What you will do> Each line of the listing that includes "RecordingSink" should be reported.

Data in this exercise>
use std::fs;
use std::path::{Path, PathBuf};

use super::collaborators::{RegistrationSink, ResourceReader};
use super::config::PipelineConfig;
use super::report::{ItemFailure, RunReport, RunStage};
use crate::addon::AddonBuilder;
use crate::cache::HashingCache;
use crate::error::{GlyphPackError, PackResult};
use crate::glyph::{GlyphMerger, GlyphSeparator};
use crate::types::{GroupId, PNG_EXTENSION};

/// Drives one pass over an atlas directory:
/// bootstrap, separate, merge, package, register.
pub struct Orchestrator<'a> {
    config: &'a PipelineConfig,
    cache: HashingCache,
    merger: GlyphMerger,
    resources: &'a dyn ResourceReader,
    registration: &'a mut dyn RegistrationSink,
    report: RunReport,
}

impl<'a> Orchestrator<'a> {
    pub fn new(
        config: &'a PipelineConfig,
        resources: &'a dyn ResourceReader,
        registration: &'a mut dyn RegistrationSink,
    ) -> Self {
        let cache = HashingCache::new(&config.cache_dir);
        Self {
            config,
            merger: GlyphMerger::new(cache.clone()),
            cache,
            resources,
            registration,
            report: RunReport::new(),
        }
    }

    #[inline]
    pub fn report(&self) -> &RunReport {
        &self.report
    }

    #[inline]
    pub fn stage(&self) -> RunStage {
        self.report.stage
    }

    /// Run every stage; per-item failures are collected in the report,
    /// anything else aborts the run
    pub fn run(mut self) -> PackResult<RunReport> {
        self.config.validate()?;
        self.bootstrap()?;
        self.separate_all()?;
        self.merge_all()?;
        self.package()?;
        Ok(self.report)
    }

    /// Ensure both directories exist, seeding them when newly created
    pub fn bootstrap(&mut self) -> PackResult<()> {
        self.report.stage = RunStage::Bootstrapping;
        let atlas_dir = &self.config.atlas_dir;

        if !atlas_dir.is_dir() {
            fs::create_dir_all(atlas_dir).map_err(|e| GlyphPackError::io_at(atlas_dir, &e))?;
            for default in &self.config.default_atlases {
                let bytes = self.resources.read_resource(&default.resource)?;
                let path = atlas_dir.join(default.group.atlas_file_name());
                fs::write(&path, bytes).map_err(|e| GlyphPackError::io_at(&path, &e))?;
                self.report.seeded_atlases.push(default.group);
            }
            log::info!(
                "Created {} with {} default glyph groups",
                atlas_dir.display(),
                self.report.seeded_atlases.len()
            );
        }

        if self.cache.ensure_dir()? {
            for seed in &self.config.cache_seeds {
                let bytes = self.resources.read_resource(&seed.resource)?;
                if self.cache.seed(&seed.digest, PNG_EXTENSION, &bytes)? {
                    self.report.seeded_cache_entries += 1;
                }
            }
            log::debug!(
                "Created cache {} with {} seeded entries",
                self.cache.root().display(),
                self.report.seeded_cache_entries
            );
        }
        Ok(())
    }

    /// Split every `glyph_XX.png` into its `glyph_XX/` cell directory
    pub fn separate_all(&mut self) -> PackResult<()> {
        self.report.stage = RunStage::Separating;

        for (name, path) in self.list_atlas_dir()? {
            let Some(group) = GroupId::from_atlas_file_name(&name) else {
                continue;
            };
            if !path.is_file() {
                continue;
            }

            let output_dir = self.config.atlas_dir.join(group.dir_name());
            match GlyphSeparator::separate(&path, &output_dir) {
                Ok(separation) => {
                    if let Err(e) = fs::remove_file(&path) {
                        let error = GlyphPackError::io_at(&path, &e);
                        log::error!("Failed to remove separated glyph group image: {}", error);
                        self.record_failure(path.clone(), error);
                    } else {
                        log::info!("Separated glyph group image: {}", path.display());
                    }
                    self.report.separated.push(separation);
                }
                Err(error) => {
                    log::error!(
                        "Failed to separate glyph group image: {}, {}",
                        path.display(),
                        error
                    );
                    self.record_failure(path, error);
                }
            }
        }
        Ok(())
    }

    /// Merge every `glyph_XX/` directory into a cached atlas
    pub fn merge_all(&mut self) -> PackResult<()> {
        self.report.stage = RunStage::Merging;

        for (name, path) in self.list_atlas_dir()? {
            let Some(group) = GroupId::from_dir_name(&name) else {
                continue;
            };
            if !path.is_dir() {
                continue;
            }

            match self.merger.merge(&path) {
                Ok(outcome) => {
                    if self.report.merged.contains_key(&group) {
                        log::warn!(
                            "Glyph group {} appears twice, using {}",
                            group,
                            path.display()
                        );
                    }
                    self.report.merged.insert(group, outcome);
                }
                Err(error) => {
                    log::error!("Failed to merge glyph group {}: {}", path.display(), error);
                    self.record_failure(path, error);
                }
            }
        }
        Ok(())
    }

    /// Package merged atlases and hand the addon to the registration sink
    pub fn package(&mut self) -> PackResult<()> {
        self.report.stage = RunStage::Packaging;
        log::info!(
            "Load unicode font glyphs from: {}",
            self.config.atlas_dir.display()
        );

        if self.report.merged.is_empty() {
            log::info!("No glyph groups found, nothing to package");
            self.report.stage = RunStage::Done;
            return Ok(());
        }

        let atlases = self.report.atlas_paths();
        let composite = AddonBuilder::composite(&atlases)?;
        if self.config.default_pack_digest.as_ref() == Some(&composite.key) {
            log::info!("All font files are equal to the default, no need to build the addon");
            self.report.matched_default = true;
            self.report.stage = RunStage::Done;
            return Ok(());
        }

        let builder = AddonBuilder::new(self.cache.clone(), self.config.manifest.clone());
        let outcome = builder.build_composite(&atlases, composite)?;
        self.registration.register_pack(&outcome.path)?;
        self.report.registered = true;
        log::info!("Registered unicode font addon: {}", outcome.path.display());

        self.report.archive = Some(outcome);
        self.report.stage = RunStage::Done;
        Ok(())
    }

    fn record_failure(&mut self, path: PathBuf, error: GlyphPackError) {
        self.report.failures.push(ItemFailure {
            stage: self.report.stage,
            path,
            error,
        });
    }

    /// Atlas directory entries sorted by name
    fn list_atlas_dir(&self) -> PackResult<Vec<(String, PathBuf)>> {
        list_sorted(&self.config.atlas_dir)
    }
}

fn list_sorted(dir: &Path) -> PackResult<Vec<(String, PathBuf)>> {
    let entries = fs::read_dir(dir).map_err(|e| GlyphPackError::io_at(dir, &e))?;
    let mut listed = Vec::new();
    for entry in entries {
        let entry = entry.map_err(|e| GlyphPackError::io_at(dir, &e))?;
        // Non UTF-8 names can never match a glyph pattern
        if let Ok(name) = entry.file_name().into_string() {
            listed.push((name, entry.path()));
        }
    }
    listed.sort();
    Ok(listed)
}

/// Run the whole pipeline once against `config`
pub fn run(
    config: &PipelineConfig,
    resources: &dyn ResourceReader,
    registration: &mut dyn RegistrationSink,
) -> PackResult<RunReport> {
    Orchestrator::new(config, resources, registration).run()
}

...

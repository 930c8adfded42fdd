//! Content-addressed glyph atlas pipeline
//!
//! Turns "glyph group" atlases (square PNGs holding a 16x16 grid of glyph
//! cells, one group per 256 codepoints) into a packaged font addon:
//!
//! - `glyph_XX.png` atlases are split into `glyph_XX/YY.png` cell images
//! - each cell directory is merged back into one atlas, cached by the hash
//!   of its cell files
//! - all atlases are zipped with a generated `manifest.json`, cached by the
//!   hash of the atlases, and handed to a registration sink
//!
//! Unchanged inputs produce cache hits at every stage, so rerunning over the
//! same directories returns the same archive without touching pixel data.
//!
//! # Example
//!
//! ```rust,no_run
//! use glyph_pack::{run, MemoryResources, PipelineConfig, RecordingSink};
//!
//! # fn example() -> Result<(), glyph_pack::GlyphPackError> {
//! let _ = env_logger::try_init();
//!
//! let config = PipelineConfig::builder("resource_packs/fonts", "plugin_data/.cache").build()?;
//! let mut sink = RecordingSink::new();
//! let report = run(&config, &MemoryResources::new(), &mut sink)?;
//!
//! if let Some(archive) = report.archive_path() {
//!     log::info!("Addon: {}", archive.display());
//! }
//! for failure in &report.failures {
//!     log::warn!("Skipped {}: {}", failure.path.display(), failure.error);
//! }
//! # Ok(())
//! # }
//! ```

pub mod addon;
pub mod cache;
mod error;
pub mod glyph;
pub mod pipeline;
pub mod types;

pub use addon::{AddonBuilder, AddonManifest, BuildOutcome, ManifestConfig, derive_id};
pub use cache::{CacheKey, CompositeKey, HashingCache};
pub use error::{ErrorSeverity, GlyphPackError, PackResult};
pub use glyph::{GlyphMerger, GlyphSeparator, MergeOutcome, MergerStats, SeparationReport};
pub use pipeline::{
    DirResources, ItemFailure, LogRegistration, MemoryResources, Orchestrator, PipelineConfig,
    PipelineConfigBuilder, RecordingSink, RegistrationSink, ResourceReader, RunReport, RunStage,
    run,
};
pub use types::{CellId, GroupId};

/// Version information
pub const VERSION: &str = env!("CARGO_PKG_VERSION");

---

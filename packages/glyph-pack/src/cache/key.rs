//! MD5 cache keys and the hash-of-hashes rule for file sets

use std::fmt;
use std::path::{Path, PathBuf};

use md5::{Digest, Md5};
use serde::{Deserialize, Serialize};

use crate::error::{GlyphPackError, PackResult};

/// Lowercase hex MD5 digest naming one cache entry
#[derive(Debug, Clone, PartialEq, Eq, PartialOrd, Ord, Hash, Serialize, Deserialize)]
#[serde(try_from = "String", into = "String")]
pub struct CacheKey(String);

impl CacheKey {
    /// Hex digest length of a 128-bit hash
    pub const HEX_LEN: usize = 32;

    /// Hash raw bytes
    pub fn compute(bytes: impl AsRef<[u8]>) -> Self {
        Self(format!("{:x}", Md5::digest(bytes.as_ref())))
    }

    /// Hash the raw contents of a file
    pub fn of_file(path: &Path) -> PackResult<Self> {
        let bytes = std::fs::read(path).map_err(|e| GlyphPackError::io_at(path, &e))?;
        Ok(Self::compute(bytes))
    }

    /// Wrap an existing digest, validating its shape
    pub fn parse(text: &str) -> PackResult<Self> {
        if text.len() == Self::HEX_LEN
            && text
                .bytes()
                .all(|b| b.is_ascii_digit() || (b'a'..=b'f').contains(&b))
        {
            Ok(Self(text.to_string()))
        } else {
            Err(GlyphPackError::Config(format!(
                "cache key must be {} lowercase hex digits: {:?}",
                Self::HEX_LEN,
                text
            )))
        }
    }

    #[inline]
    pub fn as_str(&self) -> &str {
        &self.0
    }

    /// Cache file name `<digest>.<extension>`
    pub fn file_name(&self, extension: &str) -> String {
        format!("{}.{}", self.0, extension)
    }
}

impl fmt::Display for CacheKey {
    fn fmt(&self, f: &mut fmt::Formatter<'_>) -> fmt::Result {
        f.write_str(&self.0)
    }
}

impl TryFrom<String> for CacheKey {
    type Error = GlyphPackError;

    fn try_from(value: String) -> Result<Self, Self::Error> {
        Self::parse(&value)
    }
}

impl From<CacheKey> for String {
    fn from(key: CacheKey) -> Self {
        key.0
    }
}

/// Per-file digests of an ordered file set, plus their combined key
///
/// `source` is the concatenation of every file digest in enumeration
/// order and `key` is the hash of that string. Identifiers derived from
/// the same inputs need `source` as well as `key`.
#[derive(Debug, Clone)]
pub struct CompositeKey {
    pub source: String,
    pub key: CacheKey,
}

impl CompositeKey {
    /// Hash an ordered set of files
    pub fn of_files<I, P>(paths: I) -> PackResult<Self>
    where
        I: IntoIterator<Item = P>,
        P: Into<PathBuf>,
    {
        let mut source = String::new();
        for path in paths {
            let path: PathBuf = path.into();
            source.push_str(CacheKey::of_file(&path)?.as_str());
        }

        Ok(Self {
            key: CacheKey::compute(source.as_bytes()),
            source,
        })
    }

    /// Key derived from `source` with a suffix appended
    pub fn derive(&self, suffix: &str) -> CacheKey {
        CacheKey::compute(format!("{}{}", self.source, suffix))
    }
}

Solution to this task>
//! use glyph_pack::{run, MemoryResources, PipelineConfig, RecordingSink};
//! let mut sink = RecordingSink::new();
    PipelineConfigBuilder, RecordingSink, RegistrationSink, ResourceReader, RunReport, RunStage,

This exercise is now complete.